Collected data
-- Opening Marker --

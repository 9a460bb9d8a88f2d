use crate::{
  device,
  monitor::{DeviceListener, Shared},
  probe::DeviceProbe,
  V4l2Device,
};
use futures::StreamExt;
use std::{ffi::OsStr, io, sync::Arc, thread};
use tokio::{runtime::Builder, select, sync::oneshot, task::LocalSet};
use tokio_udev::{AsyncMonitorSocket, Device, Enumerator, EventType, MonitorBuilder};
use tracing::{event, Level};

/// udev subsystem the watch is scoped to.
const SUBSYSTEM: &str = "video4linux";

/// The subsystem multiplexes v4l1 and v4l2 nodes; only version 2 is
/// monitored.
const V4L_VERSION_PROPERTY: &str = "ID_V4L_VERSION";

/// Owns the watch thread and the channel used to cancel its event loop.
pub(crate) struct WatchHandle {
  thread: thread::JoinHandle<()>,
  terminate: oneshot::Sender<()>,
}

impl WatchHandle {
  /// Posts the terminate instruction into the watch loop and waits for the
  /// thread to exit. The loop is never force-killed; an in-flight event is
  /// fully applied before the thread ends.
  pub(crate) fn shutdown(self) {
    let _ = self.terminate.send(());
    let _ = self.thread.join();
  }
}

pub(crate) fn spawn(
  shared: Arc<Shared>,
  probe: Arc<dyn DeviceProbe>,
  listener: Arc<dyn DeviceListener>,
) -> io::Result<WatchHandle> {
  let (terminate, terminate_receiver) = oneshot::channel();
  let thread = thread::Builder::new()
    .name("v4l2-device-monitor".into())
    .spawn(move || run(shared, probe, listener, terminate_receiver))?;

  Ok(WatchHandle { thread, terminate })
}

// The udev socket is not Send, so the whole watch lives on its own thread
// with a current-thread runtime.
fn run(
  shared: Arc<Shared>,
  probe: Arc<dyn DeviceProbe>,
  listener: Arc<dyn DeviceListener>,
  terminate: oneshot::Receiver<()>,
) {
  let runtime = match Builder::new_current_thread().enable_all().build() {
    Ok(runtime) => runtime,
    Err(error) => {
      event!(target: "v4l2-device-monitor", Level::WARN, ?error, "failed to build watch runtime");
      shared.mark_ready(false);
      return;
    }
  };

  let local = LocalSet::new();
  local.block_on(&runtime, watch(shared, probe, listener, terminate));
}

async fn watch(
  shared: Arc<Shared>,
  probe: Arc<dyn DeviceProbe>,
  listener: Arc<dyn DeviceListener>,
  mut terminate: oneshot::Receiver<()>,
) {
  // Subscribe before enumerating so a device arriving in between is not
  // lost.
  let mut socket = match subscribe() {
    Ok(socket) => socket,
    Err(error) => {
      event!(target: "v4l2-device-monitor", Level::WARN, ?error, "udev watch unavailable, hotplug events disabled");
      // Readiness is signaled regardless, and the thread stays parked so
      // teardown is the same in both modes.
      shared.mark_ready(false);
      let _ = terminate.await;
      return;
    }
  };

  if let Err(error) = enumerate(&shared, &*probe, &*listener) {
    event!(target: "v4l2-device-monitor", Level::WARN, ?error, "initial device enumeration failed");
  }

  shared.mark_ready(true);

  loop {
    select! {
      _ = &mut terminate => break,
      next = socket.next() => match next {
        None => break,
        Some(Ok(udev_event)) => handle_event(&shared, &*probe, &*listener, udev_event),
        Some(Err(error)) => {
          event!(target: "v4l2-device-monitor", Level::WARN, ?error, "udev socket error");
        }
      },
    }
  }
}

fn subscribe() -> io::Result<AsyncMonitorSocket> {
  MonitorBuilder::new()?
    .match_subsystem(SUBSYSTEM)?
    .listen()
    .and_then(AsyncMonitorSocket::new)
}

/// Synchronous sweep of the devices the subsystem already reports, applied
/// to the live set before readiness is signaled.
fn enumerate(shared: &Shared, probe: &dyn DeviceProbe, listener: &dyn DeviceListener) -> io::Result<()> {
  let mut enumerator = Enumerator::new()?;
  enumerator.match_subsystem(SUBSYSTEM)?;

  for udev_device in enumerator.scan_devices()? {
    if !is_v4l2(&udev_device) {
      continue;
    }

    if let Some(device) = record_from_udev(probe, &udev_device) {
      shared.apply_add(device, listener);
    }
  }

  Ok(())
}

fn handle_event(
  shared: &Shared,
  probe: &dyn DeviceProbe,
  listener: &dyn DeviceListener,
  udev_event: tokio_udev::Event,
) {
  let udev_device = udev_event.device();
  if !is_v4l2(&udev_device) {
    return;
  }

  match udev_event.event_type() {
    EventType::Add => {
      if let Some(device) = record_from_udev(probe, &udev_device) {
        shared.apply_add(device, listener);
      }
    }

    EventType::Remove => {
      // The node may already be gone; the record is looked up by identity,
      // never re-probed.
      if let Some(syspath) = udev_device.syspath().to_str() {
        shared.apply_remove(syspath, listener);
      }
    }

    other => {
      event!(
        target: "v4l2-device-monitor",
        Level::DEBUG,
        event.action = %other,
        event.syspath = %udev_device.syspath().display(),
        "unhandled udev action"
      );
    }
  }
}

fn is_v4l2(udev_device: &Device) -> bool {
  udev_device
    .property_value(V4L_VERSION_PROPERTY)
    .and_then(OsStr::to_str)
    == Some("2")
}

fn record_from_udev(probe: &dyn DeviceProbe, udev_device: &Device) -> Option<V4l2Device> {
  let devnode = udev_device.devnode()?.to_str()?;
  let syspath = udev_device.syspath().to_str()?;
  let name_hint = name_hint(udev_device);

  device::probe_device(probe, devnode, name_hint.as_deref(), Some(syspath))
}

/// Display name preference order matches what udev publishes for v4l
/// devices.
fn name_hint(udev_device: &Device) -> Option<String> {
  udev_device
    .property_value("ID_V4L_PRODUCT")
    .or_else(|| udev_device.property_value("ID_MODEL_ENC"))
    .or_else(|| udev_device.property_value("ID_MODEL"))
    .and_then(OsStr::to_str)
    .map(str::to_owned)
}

-- Closing Marker --
-- Opening Marker --

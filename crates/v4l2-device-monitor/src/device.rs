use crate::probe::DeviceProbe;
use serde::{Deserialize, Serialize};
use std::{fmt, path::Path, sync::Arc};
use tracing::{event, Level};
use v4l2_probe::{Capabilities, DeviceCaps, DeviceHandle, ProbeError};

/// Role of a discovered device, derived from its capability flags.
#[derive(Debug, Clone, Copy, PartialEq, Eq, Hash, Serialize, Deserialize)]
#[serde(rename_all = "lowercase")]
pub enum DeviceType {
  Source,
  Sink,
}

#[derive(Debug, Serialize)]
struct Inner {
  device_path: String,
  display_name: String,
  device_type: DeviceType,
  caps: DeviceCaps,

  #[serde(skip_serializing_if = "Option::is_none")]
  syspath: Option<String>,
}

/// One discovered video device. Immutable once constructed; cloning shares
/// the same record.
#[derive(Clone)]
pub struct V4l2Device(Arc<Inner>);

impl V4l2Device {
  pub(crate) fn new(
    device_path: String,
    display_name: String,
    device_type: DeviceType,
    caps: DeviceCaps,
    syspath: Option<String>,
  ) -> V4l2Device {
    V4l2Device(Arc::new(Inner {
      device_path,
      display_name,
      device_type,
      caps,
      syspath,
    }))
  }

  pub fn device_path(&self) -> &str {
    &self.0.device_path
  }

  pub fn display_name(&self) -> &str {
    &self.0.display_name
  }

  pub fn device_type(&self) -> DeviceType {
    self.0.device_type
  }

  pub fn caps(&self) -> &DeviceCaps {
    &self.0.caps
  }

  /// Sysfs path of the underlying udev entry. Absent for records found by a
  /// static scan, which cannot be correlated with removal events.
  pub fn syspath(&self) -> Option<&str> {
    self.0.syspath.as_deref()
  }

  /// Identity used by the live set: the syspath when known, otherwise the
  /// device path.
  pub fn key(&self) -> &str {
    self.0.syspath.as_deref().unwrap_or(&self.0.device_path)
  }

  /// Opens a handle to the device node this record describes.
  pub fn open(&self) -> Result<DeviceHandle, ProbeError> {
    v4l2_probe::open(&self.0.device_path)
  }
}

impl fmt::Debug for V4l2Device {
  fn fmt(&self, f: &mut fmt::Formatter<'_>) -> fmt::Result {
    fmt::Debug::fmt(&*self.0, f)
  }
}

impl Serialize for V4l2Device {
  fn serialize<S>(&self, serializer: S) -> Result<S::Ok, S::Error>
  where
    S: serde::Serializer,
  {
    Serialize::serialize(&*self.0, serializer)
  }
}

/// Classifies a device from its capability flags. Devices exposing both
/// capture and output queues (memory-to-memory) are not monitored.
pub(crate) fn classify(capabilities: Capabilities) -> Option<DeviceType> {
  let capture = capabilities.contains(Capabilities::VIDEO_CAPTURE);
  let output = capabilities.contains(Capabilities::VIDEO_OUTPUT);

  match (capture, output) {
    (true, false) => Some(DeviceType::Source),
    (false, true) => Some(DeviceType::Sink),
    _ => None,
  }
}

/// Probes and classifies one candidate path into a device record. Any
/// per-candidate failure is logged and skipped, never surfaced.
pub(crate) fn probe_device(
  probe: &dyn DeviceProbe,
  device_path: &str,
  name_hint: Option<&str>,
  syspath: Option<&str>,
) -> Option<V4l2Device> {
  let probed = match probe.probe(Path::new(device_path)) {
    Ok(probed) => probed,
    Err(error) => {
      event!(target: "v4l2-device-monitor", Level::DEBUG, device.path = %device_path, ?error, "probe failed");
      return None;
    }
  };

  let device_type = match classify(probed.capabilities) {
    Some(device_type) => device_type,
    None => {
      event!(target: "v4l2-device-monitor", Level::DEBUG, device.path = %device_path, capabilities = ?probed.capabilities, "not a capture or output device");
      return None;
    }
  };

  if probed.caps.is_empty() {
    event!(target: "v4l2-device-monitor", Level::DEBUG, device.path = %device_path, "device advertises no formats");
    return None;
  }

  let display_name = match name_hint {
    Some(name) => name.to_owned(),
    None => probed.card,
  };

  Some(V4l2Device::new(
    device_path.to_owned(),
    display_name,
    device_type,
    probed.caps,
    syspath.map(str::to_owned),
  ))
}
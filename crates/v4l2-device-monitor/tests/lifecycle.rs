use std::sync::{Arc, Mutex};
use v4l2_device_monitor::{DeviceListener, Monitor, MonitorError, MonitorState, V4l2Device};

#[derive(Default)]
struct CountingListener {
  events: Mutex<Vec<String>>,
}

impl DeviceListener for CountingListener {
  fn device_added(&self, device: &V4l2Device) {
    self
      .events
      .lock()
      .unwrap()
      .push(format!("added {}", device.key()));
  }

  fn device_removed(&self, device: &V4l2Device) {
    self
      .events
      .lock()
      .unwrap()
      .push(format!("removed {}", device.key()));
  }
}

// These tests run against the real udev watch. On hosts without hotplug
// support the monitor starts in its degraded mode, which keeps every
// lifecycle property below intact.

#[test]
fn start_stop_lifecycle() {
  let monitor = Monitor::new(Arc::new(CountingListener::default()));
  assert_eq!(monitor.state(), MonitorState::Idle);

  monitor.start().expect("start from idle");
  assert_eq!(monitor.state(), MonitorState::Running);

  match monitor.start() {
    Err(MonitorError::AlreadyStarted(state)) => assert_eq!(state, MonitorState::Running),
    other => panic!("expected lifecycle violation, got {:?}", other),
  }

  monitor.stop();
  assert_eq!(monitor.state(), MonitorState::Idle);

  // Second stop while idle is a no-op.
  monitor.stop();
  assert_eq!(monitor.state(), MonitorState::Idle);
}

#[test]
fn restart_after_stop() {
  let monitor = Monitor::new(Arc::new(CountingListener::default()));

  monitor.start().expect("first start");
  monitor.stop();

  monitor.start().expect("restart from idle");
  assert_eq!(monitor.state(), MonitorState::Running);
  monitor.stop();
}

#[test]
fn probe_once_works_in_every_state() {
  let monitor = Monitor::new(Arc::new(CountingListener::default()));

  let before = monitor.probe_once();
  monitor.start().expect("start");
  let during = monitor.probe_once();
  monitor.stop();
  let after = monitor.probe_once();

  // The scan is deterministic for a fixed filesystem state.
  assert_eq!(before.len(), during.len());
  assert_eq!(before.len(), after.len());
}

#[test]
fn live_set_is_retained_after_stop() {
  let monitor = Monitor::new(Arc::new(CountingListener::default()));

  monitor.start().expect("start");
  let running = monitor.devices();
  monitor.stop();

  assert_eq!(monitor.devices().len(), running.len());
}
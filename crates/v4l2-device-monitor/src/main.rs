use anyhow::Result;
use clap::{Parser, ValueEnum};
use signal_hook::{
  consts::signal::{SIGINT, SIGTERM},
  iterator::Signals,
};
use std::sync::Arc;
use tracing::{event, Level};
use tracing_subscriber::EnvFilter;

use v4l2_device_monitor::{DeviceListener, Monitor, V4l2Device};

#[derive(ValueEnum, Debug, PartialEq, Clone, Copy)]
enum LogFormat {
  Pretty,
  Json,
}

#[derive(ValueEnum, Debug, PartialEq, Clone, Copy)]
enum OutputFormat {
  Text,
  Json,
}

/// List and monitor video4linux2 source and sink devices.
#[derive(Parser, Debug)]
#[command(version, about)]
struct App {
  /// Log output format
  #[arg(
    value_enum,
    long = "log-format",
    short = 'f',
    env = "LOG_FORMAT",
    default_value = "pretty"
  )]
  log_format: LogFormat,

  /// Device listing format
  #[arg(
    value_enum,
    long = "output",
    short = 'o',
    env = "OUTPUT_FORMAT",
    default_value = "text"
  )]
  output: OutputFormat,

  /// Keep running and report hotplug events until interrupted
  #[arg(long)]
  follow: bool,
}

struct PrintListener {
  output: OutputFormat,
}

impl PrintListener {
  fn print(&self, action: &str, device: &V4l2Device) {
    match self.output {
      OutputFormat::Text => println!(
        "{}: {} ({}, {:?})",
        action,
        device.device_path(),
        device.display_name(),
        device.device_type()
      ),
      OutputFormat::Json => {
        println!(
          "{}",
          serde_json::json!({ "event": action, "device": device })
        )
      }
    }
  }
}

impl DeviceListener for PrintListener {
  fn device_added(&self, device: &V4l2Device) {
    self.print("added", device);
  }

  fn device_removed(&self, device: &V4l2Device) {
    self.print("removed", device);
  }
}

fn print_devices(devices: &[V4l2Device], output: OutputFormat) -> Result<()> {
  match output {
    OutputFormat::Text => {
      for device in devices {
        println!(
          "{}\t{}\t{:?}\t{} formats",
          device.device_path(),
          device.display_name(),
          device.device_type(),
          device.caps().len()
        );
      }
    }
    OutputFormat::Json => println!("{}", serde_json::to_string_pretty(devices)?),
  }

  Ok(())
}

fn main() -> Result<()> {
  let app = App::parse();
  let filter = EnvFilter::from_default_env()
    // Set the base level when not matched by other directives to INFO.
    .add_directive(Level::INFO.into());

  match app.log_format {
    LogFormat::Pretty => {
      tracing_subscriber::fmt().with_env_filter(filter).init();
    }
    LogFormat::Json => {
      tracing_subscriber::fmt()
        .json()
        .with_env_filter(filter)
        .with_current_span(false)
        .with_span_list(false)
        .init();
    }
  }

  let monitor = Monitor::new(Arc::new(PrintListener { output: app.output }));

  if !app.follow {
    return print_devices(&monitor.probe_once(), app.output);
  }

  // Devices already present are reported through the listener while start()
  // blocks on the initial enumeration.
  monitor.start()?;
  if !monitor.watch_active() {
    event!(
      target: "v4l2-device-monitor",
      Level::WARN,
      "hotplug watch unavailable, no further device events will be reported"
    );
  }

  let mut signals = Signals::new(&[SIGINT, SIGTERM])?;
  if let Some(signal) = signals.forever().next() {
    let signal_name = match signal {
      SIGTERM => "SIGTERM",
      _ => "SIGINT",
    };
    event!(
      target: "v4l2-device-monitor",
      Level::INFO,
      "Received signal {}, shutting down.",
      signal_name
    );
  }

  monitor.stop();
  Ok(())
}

-- Closing Marker --

**What you have to do**
Pick each line holding "capture" out of the entries above and return it.

**Exercise solution**
/// capture and output queues (memory-to-memory) are not monitored.
  let capture = capabilities.contains(Capabilities::VIDEO_CAPTURE);
  match (capture, output) {
      event!(target: "v4l2-device-monitor", Level::DEBUG, device.path = %device_path, capabilities = ?probed.capabilities, "not a capture or output device");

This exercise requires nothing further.